E ben noto che, pur essendo passati quasi 70 anni dall’emanazione della carta costituzionale, questo articolo non ha trovato una specifica attuazione nella legge se non nell’ambito delle disposizioni relative al funzionamento degli organi parlamentari e riguardo alle disposizioni relative alla partecipazione delle forze politiche organizzate alle consultazioni elettorali

A ciò si vengano ad aggiungere le disposizioni stringenti, aventi anche impatto penale, connesse al rapporto che sussiste fra soggetti esercenti una funzione politicamente esposta ed eventuali mezzi di finanziamento che ad essi sono attribuiti. un quadro che ha determinato anche di recente significative decisioni della magistratura penale in capo ad eletti che, sulla base della violazione della norma richiamata, sono stati penalmente sanzionati.

Ci troviamo dunque in una situazione di assoluta complessità nella quale sono quindi in gioco i diritti fondamentali di rappresentanza all’interno di una democrazia.

Il garante per la protezione dei dati personali ha esercitato in più di un’occasione la propria azione regolatoria per definire ciò che si può e ciò che non si può fare rispetto ai dati relativi ai partecipanti a consultazione di natura politica.

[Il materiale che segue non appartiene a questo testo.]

//! Per-lane dispatcher: owns one queue and delivers its records.

use std::collections::VecDeque;
use std::panic::{self, AssertUnwindSafe};
use std::sync::Arc;

use paramsync_core::Priority;
use parking_lot::Mutex;

use crate::queue::EventQueue;
use crate::record::ChangeRecord;

/// Delivers queued changes on one lane (real-time or background).
///
/// Any thread may [`enqueue`](Self::enqueue); only the lane's own thread
/// should [`drain`](Self::drain). A second concurrent drainer is turned
/// away rather than blocked.
#[derive(Debug)]
pub struct Dispatcher {
    lane: Priority,
    queue: EventQueue,
    batch: Mutex<VecDeque<ChangeRecord>>,
}

impl Dispatcher {
    /// Creates a dispatcher for `lane` with `capacity` pre-allocated slots.
    pub fn new(lane: Priority, capacity: usize) -> Self {
        Self {
            lane,
            queue: EventQueue::with_capacity(capacity),
            batch: Mutex::new(VecDeque::with_capacity(capacity)),
        }
    }

    /// Lane this dispatcher delivers on.
    pub fn lane(&self) -> Priority {
        self.lane
    }

    /// Queues a record for the next drain.
    ///
    /// The background lane also wakes its worker. Returns `false` (and
    /// drops the record) once the dispatcher has been killed.
    pub fn enqueue(&self, record: ChangeRecord) -> bool {
        let accepted = self.queue.push(record).is_ok();
        self.wake_if_background(accepted)
    }

    /// Sets aside room for one record that will later arrive through
    /// [`enqueue_reserved`](Self::enqueue_reserved).
    ///
    /// May allocate, so call it from the scheduling thread.
    pub fn reserve_forward(&self) {
        self.queue.reserve_slot();
    }

    /// Gives back a slot from [`reserve_forward`](Self::reserve_forward)
    /// whose record was never queued.
    pub fn release_forward(&self) {
        self.queue.release_slot();
    }

    /// Queues a record into a reserved slot without allocating.
    ///
    /// Used by the real-time drain to hand records to the background lane.
    pub fn enqueue_reserved(&self, record: ChangeRecord) -> bool {
        let accepted = self.queue.push_reserved(record).is_ok();
        self.wake_if_background(accepted)
    }

    fn wake_if_background(&self, accepted: bool) -> bool {
        if accepted && self.lane == Priority::Async {
            self.queue.notify();
        }
        accepted
    }

    /// Delivers every record queued before this call, in FIFO order.
    ///
    /// Records whose other lane still has work are passed to `forward`.
    /// Records enqueued while draining wait for the next drain. Returns the
    /// number of records delivered; `0` if killed or if another thread is
    /// already draining.
    ///
    /// Never waits on a lock held across a drain, so it is safe to call
    /// from the real-time thread.
    ///
    /// On the background lane a panicking observer is caught and logged;
    /// the rest of the batch is still delivered. On the real-time lane the
    /// panic reaches the caller.
    pub fn drain(&self, mut forward: impl FnMut(ChangeRecord)) -> usize {
        if self.queue.is_stopped() {
            return 0;
        }
        let Some(mut batch) = self.batch.try_lock() else {
            return 0;
        };
        self.queue.pop_all(&mut batch);

        let count = batch.len();
        for record in batch.drain(..) {
            let next = match self.lane {
                Priority::Realtime => record.deliver(self.lane),
                Priority::Async => deliver_isolated(record, self.lane),
            };
            if let Some(next) = next {
                forward(next);
            }
        }
        count
    }

    /// Blocks until work is queued or the dispatcher is killed.
    ///
    /// Returns `false` once killed.
    pub fn wait_for_work(&self) -> bool {
        self.queue.wait()
    }

    /// Stops accepting records and wakes any waiter.
    ///
    /// Returns `false` if already killed. Records still queued are
    /// dropped with the dispatcher.
    pub fn kill(&self) -> bool {
        let first = self.queue.request_stop();
        if first {
            tracing::debug!(lane = ?self.lane, pending = self.queue.len(), "dispatcher killed");
        }
        first
    }

    /// Whether [`kill`](Self::kill) has been called.
    pub fn is_killed(&self) -> bool {
        self.queue.is_stopped()
    }

    /// Number of records waiting for the next drain.
    pub fn pending(&self) -> usize {
        self.queue.len()
    }
}

fn deliver_isolated(record: ChangeRecord, lane: Priority) -> Option<ChangeRecord> {
    let target = Arc::clone(record.target());
    match panic::catch_unwind(AssertUnwindSafe(|| record.deliver(lane))) {
        Ok(next) => next,
        Err(payload) => {
            tracing::error!(
                parameter = target.name(),
                ?lane,
                reason = panic_message(payload.as_ref()),
                "observer panicked; change delivery abandoned"
            );
            None
        }
    }
}

fn panic_message(payload: &(dyn std::any::Any + Send)) -> &str {
    if let Some(s) = payload.downcast_ref::<&'static str>() {
        s
    } else if let Some(s) = payload.downcast_ref::<String>() {
        s.as_str()
    } else {
        "non-string panic payload"
    }
}
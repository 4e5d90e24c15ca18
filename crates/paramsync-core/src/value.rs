//! Change payloads carried from a scheduling thread to the thread that applies them.

use std::sync::Arc;

/// The new value requested for a parameter.
///
/// Exactly one variant is active per change. [`Parameter::apply`](crate::Parameter::apply)
/// matches on it exhaustively; variants a parameter kind cannot hold are ignored.
#[derive(Debug, Clone, PartialEq)]
pub enum Payload {
    /// Value in the parameter's own range (e.g. Hz, dB).
    Plain(f64),
    /// Host-facing value in \[0.0, 1.0\], mapped through the descriptor's scale.
    Normalized(f64),
    /// Boolean state, stored as `1.0` / `0.0`.
    Boolean(bool),
    /// Byte buffer for text and blob parameters.
    Data(Arc<Vec<u8>>),
}

impl Payload {
    /// Builds a data payload from a byte slice, or `None` for an empty slice.
    pub fn data(bytes: &[u8]) -> Option<Self> {
        if bytes.is_empty() {
            None
        } else {
            Some(Self::Data(Arc::new(bytes.to_vec())))
        }
    }

    /// Whether this payload carries bytes rather than a scalar.
    pub fn is_data(&self) -> bool {
        matches!(self, Self::Data(_))
    }
}
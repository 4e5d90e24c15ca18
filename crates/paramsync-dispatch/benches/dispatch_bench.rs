//! Criterion benchmarks for paramsync-dispatch hot paths
//!
//! Run with: cargo bench -p paramsync-dispatch
#![allow(missing_docs)]

use std::sync::Arc;

use criterion::{BenchmarkId, Criterion, black_box, criterion_group, criterion_main};
use paramsync_core::{Parameter, ParameterObserver, Payload, Priority};
use paramsync_dispatch::{ChangeRecord, Scheduler};

const BURST_SIZES: &[usize] = &[1, 16, 64, 256];

struct Sink;

impl ParameterObserver for Sink {
    fn priority(&self) -> Priority {
        Priority::Realtime
    }

    fn on_parameter_updated(&self, parameter: &Parameter) {
        black_box(parameter.value());
    }
}

fn bench_realtime_drain(c: &mut Criterion) {
    let mut group = c.benchmark_group("RealtimeDrain");

    let param = Arc::new(Parameter::float("Cutoff", 20.0, 20000.0, 1000.0));
    param.add_observer(Arc::new(Sink));

    for &burst in BURST_SIZES {
        let scheduler = Scheduler::new(burst);

        group.bench_with_input(BenchmarkId::new("schedule_and_drain", burst), &burst, |b, &burst| {
            b.iter(|| {
                for i in 0..burst {
                    scheduler.schedule(ChangeRecord::new(
                        Arc::clone(&param),
                        Payload::Normalized(i as f64 / burst as f64),
                        Priority::Realtime,
                        None,
                    ));
                }
                black_box(scheduler.process(Priority::Realtime));
                // Discard the forwarded notify step so queues stay bounded.
                black_box(scheduler.process(Priority::Async));
            });
        });
    }

    group.bench_function("empty_drain", |b| {
        let scheduler = Scheduler::new(64);
        b.iter(|| black_box(scheduler.process(Priority::Realtime)));
    });

    group.finish();
}

fn bench_apply(c: &mut Criterion) {
    let mut group = c.benchmark_group("Apply");

    let float = Parameter::frequency("Cutoff", 20.0, 20000.0, 1000.0);
    group.bench_function("normalized_log", |b| {
        b.iter(|| float.apply(black_box(&Payload::Normalized(0.5))));
    });

    let blob = Parameter::blob("State");
    let buffer = Payload::Data(Arc::new(vec![0u8; 4096]));
    group.bench_function("blob_swap", |b| {
        b.iter(|| black_box(blob.apply(black_box(&buffer))));
    });

    group.finish();
}

criterion_group!(benches, bench_realtime_drain, bench_apply);

criterion_main!(benches);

Già nel 2014 il Garante stabilì che partiti e movimenti possono lecitamente utilizzare, senza uno specifico consenso degli interessati al trattamento dei dati sensibili da parte degli organismi di tipo associativo e delle fondazioni), i dati sensibili riferiti ad aderenti o ad altri soggetti che con gli stessi intrattengono contatti regolari per il perseguimento di scopi determinati e legittimi individuati, anzitutto, dall´atto costitutivo o dallo statuto.

Si torna quindi alla identità politica alla quale fare riferimento in modo formale. E alla pretesa della associazione Russeau di essere titolare delle informazioni e dei dati di persone che hanno scelto di dare il proprio consenso ma ancor più l’adesione politica ad una forza eletta in Parlamento considerato che il presupposto di tale diritto dovrebbe discendere da un accordo contrattuale stipulato con un organismo politico collegato a gruppi parlamentari lascia davvero molto perplessi.

Il tema ci interrogherà ancora a lungo e sarà elemento essenziale di una aspra contrapposizione che potrebbe essere addirittura esiziale per la sopravvivenza del Movimento 5 stelle.

Certo è che il legislatore ancora una volta si è fatto trovare impreparato rispetto ad una tematica che i nostri padri costituenti avevano identificato e considerato essenziale all’interno della nostra carta fondamentale. Sarebbe il caso di darsi un po’ una mossa.

 

 

Riccardo Capecchi,

già segretario generale Agcom  attualmente esperto presso il Ministero infrastrutture e mobilità sostenibili.